Only having so-so bass is better than having massively overpowering bass, but the Ministry of Sound Audio S Plus offers nothing elsewhere to make it stand out, or even match its competitors. For example, the Jam Heavy Metal delivers sound that's far more detailed, features better bass and is more expansive too. You can find that speaker for as little as £59 (its RRP is £119).
The Ministry of Sound Audio S Plus is positively embarrassed by the Bose SoundLink Mini II, which is far more powerful, much richer and lots more fun. The Ministry of Sound Audio S Plus simply isn’t the fun party speaker we were expecting.
At high volumes it begins to sound quite congested and confused. There's little sense of "hi-fi" to make up for the relative lack of bouncy fun.

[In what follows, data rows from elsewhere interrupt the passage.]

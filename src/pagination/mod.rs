//! Bounded page fetches with a uniform envelope.
//!
//! Every listing endpoint returns the same `{data, pagination}` shape. The
//! bounded page fetch and the unbounded count run concurrently against the
//! same predicate; both must resolve before the envelope is assembled. No
//! transaction spans the two reads, so a write landing between them can skew
//! the count against the page by one write; this is accepted. Storage errors
//! propagate to the caller unchanged, with no retry.

use serde::{Deserialize, Serialize};
use sqlx::postgres::PgRow;
use sqlx::{FromRow, PgPool, Postgres, QueryBuilder};

use crate::query::LoanQuery;

/// Page size applied when the client sends none.
pub const DEFAULT_PAGE_LIMIT: u32 = 10;

/// Default ordering for loan listings: newest first.
pub const NEWEST_FIRST: &str = "l.created_at DESC";

/// Page selector taken from the query string. Pages are 1-based; values
/// below 1 are clamped up rather than rejected.
#[derive(Debug, Clone, Copy, Default, Deserialize)]
pub struct PageParams {
    pub page: Option<u32>,
    pub limit: Option<u32>,
}

impl PageParams {
    pub fn new(page: Option<u32>, limit: Option<u32>) -> Self {
        Self { page, limit }
    }

    pub fn page(&self) -> u32 {
        self.page.unwrap_or(1).max(1)
    }

    pub fn limit(&self) -> u32 {
        self.limit.unwrap_or(DEFAULT_PAGE_LIMIT).max(1)
    }

    pub fn offset(&self) -> i64 {
        i64::from(self.page() - 1) * i64::from(self.limit())
    }
}

/// Pagination metadata returned alongside every page.
#[derive(Debug, Clone, Copy, Serialize, PartialEq, Eq)]
#[serde(rename_all = "camelCase")]
pub struct Pagination {
    pub total_documents: i64,
    pub current_page: u32,
    pub total_pages: u32,
}

impl Pagination {
    pub fn new(total_documents: i64, page: u32, limit: u32) -> Self {
        let limit = i64::from(limit.max(1));
        let total_pages = ((total_documents + limit - 1) / limit) as u32;
        Self {
            total_documents,
            current_page: page,
            total_pages,
        }
    }
}

/// One page of results plus its metadata. `data.len()` never exceeds the
/// requested limit.
#[derive(Debug, Clone)]
pub struct Page<T> {
    pub data: Vec<T>,
    pub pagination: Pagination,
}

/// Execute a predicate with bounded page semantics.
///
/// `select` and `count` are SELECT prefixes ending in `WHERE 1=1`, aliasing
/// the loans table as `l`, over which the predicate clauses are appended.
/// The two reads share the predicate but nothing else.
pub async fn paginate<T>(
    pool: &PgPool,
    select: &str,
    count: &str,
    query: &LoanQuery,
    params: PageParams,
    order_by: &str,
) -> Result<Page<T>, sqlx::Error>
where
    T: for<'r> FromRow<'r, PgRow> + Send + Unpin,
{
    let page = params.page();
    let limit = params.limit();

    let mut select_qb: QueryBuilder<Postgres> = QueryBuilder::new(select);
    query.push_clauses(&mut select_qb);
    select_qb.push(" ORDER BY ");
    select_qb.push(order_by);
    select_qb.push(" LIMIT ");
    select_qb.push_bind(i64::from(limit));
    select_qb.push(" OFFSET ");
    select_qb.push_bind(params.offset());

    let mut count_qb: QueryBuilder<Postgres> = QueryBuilder::new(count);
    query.push_clauses(&mut count_qb);

    let (data, total_documents) = tokio::try_join!(
        select_qb.build_query_as::<T>().fetch_all(pool),
        count_qb.build_query_scalar::<i64>().fetch_one(pool),
    )?;

    Ok(Page {
        data,
        pagination: Pagination::new(total_documents, page, limit),
    })
}

#[cfg(test)]
mod tests {
    use super::*;

    #[test]
    fn test_page_params_defaults() {
        let params = PageParams::default();
        assert_eq!(params.page(), 1);
        assert_eq!(params.limit(), DEFAULT_PAGE_LIMIT);
        assert_eq!(params.offset(), 0);
    }

    #[test]
    fn test_page_params_clamp_to_minimum_one() {
        let params = PageParams::new(Some(0), Some(0));
        assert_eq!(params.page(), 1);
        assert_eq!(params.limit(), 1);
    }

    #[test]
    fn test_offset_is_page_minus_one_times_limit() {
        let params = PageParams::new(Some(3), Some(10));
        assert_eq!(params.offset(), 20);
    }

    #[test]
    fn test_total_pages_rounds_up() {
        assert_eq!(Pagination::new(25, 2, 10).total_pages, 3);
        assert_eq!(Pagination::new(20, 1, 10).total_pages, 2);
        assert_eq!(Pagination::new(1, 1, 10).total_pages, 1);
        assert_eq!(Pagination::new(0, 1, 10).total_pages, 0);
    }

    #[test]
    fn test_scenario_envelope() {
        // 25 documents, page 2, limit 10
        let pagination = Pagination::new(25, 2, 10);
        assert_eq!(
            pagination,
            Pagination {
                total_documents: 25,
                current_page: 2,
                total_pages: 3,
            }
        );
    }

    #[test]
    fn test_envelope_serializes_with_contract_keys() {
        let json = serde_json::to_value(Pagination::new(25, 2, 10)).unwrap();
        assert_eq!(json["totalDocuments"], 25);
        assert_eq!(json["currentPage"], 2);
        assert_eq!(json["totalPages"], 3);
    }
}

To those who haven't heard a speaker in this class, the Audio S Plus may sound punchier than you might expect – but there are much better alternatives out there for the money.
The Ministry of Sound Audio S Plus is a passable Bluetooth speaker. It looks good enough, offers splash-proofing and can sit up on its end for a more sophisticated look.
However, there are much better alternatives out there. Build quality, sound and ease of use are uninspiring, especially when there’s now a wealth of options in this class.
If you're willing to spend a little more then the Bose SoundLink Mini II is a good option. If your budget won't extend that far then the Jam Heavy Metal and Pure Voca both offer more fun sound for less cash.
The Ministry of Sound Audio S Plus is a highly portable Bluetooth speaker, but for sound quality it can't keep up with the competition.